### What is required
Copy out the records that appear below, exactly as each one reads.

[Provided data — start]

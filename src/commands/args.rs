// Copyright 2025 dentsusoken
//
// Licensed under the Apache License, Version 2.0 (the "License");
// you may not use this file except in compliance with the License.
// You may obtain a copy of the License at
//
//     http://www.apache.org/licenses/LICENSE-2.0
//
// Unless required by applicable law or agreed to in writing, software
// distributed under the License is distributed on an "AS IS" BASIS,
// WITHOUT WARRANTIES OR CONDITIONS OF ANY KIND, either express or implied.
// See the License for the specific language governing permissions and
// limitations under the License.

use crate::api::ReleaseQuery;
use crate::error::{ApiError, Result};
use chrono::{DateTime, Utc};
use clap::Args;
use std::str::FromStr;

/// Release query flags shared by the release listing commands.
#[derive(Args, Debug, Clone, Default)]
pub struct QueryArgs {
    /// Version or Maven style range (e.g., "17.0.4+8", "[11,12)", "(,8]")
    #[arg(long)]
    pub version: Option<String>,

    /// Read --version as an Adoptium semver string
    #[arg(long)]
    pub semver: bool,

    /// Release type (ga, ea)
    #[arg(long)]
    pub release_type: Option<String>,

    /// Vendor (defaults to the ecosystem's vendor)
    #[arg(long)]
    pub vendor: Option<String>,

    /// Only LTS (true) or only non-LTS (false) feature versions
    #[arg(long)]
    pub lts: Option<bool>,

    /// Operating system (e.g., linux, windows, mac, alpine-linux)
    #[arg(long)]
    pub os: Option<String>,

    /// Architecture (e.g., x64, aarch64)
    #[arg(long, visible_alias = "arch")]
    pub architecture: Option<String>,

    /// Image type (e.g., jdk, jre)
    #[arg(long)]
    pub image_type: Option<String>,

    /// JVM implementation (hotspot, openj9, dragonwell)
    #[arg(long)]
    pub jvm_impl: Option<String>,

    /// Heap size (normal, large)
    #[arg(long)]
    pub heap_size: Option<String>,

    /// Project (jdk, valhalla, metropolis, jfr, shenandoah)
    #[arg(long)]
    pub project: Option<String>,

    /// C library (musl, glibc)
    #[arg(long)]
    pub c_lib: Option<String>,

    /// Only binaries updated before this RFC 3339 timestamp
    #[arg(long)]
    pub before: Option<String>,

    /// Sort order (ASC, DESC)
    #[arg(long)]
    pub sort_order: Option<String>,

    /// Sort method (DEFAULT, DATE)
    #[arg(long)]
    pub sort_method: Option<String>,

    /// Page index, starting at 0
    #[arg(long)]
    pub page: Option<usize>,

    /// Number of results per page
    #[arg(long)]
    pub page_size: Option<usize>,

    /// Report the total number of pages
    #[arg(long)]
    pub show_page_count: bool,
}

fn parse_opt<T: FromStr<Err = ApiError>>(value: Option<&str>) -> Result<Option<T>> {
    value.map(T::from_str).transpose()
}

impl QueryArgs {
    pub fn to_query(&self) -> Result<ReleaseQuery> {
        let before = self
            .before
            .as_deref()
            .map(|s| {
                s.parse::<DateTime<Utc>>().map_err(|e| {
                    ApiError::InvalidParameter(format!("Invalid --before timestamp '{s}': {e}"))
                })
            })
            .transpose()?;

        Ok(ReleaseQuery {
            version: self.version.clone(),
            semver: self.semver,
            release_type: parse_opt(self.release_type.as_deref())?,
            vendor: parse_opt(self.vendor.as_deref())?,
            lts: self.lts,
            os: parse_opt(self.os.as_deref())?,
            architecture: parse_opt(self.architecture.as_deref())?,
            image_type: parse_opt(self.image_type.as_deref())?,
            jvm_impl: parse_opt(self.jvm_impl.as_deref())?,
            heap_size: parse_opt(self.heap_size.as_deref())?,
            project: parse_opt(self.project.as_deref())?,
            c_lib: parse_opt(self.c_lib.as_deref())?,
            before,
            sort_order: parse_opt(self.sort_order.as_deref())?,
            sort_method: parse_opt(self.sort_method.as_deref())?,
            page: self.page,
            page_size: self.page_size,
            show_page_count: self.show_page_count,
        })
    }
}

/// Binary selection flags of the `latest` command.
#[derive(Args, Debug, Clone, Default)]
pub struct AssetArgs {
    /// Vendor (defaults to the ecosystem's vendor)
    #[arg(long)]
    pub vendor: Option<String>,

    /// Operating system (e.g., linux, windows, mac, alpine-linux)
    #[arg(long)]
    pub os: Option<String>,

    /// Architecture (e.g., x64, aarch64)
    #[arg(long, visible_alias = "arch")]
    pub architecture: Option<String>,

    /// Image type (e.g., jdk, jre)
    #[arg(long)]
    pub image_type: Option<String>,
}

impl AssetArgs {
    pub fn to_query(&self) -> Result<ReleaseQuery> {
        Ok(ReleaseQuery {
            vendor: parse_opt(self.vendor.as_deref())?,
            os: parse_opt(self.os.as_deref())?,
            architecture: parse_opt(self.architecture.as_deref())?,
            image_type: parse_opt(self.image_type.as_deref())?,
            ..ReleaseQuery::default()
        })
    }
}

[Provided data — finish]

### Output for this task
filename src/commands/args.rs
// Copyright 2025 dentsusoken
//
// Licensed under the Apache License, Version 2.0 (the "License");
// you may not use this file except in compliance with the License.
// You may obtain a copy of the License at
//
//     http://www.apache.org/licenses/LICENSE-2.0
//
// Unless required by applicable law or agreed to in writing, software
// distributed under the License is distributed on an "AS IS" BASIS,
// WITHOUT WARRANTIES OR CONDITIONS OF ANY KIND, either express or implied.
// See the License for the specific language governing permissions and
// limitations under the License.

use crate::api::ReleaseQuery;
use crate::error::{ApiError, Result};
use chrono::{DateTime, Utc};
use clap::Args;
use std::str::FromStr;

/// Release query flags shared by the release listing commands.
#[derive(Args, Debug, Clone, Default)]
pub struct QueryArgs {
    /// Version or Maven style range (e.g., "17.0.4+8", "[11,12)", "(,8]")
    #[arg(long)]
    pub version: Option<String>,

    /// Read --version as an Adoptium semver string
    #[arg(long)]
    pub semver: bool,

    /// Release type (ga, ea)
    #[arg(long)]
    pub release_type: Option<String>,

    /// Vendor (defaults to the ecosystem's vendor)
    #[arg(long)]
    pub vendor: Option<String>,

    /// Only LTS (true) or only non-LTS (false) feature versions
    #[arg(long)]
    pub lts: Option<bool>,

    /// Operating system (e.g., linux, windows, mac, alpine-linux)
    #[arg(long)]
    pub os: Option<String>,

    /// Architecture (e.g., x64, aarch64)
    #[arg(long, visible_alias = "arch")]
    pub architecture: Option<String>,

    /// Image type (e.g., jdk, jre)
    #[arg(long)]
    pub image_type: Option<String>,

    /// JVM implementation (hotspot, openj9, dragonwell)
    #[arg(long)]
    pub jvm_impl: Option<String>,

    /// Heap size (normal, large)
    #[arg(long)]
    pub heap_size: Option<String>,

    /// Project (jdk, valhalla, metropolis, jfr, shenandoah)
    #[arg(long)]
    pub project: Option<String>,

    /// C library (musl, glibc)
    #[arg(long)]
    pub c_lib: Option<String>,

    /// Only binaries updated before this RFC 3339 timestamp
    #[arg(long)]
    pub before: Option<String>,

    /// Sort order (ASC, DESC)
    #[arg(long)]
    pub sort_order: Option<String>,

    /// Sort method (DEFAULT, DATE)
    #[arg(long)]
    pub sort_method: Option<String>,

    /// Page index, starting at 0
    #[arg(long)]
    pub page: Option<usize>,

    /// Number of results per page
    #[arg(long)]
    pub page_size: Option<usize>,

    /// Report the total number of pages
    #[arg(long)]
    pub show_page_count: bool,
}

fn parse_opt<T: FromStr<Err = ApiError>>(value: Option<&str>) -> Result<Option<T>> {
    value.map(T::from_str).transpose()
}

impl QueryArgs {
    pub fn to_query(&self) -> Result<ReleaseQuery> {
        let before = self
            .before
            .as_deref()
            .map(|s| {
                s.parse::<DateTime<Utc>>().map_err(|e| {
                    ApiError::InvalidParameter(format!("Invalid --before timestamp '{s}': {e}"))
                })
            })
            .transpose()?;

        Ok(ReleaseQuery {
            version: self.version.clone(),
            semver: self.semver,
            release_type: parse_opt(self.release_type.as_deref())?,
            vendor: parse_opt(self.vendor.as_deref())?,
            lts: self.lts,
            os: parse_opt(self.os.as_deref())?,
            architecture: parse_opt(self.architecture.as_deref())?,
            image_type: parse_opt(self.image_type.as_deref())?,
            jvm_impl: parse_opt(self.jvm_impl.as_deref())?,
            heap_size: parse_opt(self.heap_size.as_deref())?,
            project: parse_opt(self.project.as_deref())?,
            c_lib: parse_opt(self.c_lib.as_deref())?,
            before,
            sort_order: parse_opt(self.sort_order.as_deref())?,
            sort_method: parse_opt(self.sort_method.as_deref())?,
            page: self.page,
            page_size: self.page_size,
            show_page_count: self.show_page_count,
        })
    }
}

/// Binary selection flags of the `latest` command.
#[derive(Args, Debug, Clone, Default)]
pub struct AssetArgs {
    /// Vendor (defaults to the ecosystem's vendor)
    #[arg(long)]
    pub vendor: Option<String>,

    /// Operating system (e.g., linux, windows, mac, alpine-linux)
    #[arg(long)]
    pub os: Option<String>,

    /// Architecture (e.g., x64, aarch64)
    #[arg(long, visible_alias = "arch")]
    pub architecture: Option<String>,

    /// Image type (e.g., jdk, jre)
    #[arg(long)]
    pub image_type: Option<String>,
}

impl AssetArgs {
    pub fn to_query(&self) -> Result<ReleaseQuery> {
        Ok(ReleaseQuery {
            vendor: parse_opt(self.vendor.as_deref())?,
            os: parse_opt(self.os.as_deref())?,
            architecture: parse_opt(self.architecture.as_deref())?,
            image_type: parse_opt(self.image_type.as_deref())?,
            ..ReleaseQuery::default()
        })
    }
}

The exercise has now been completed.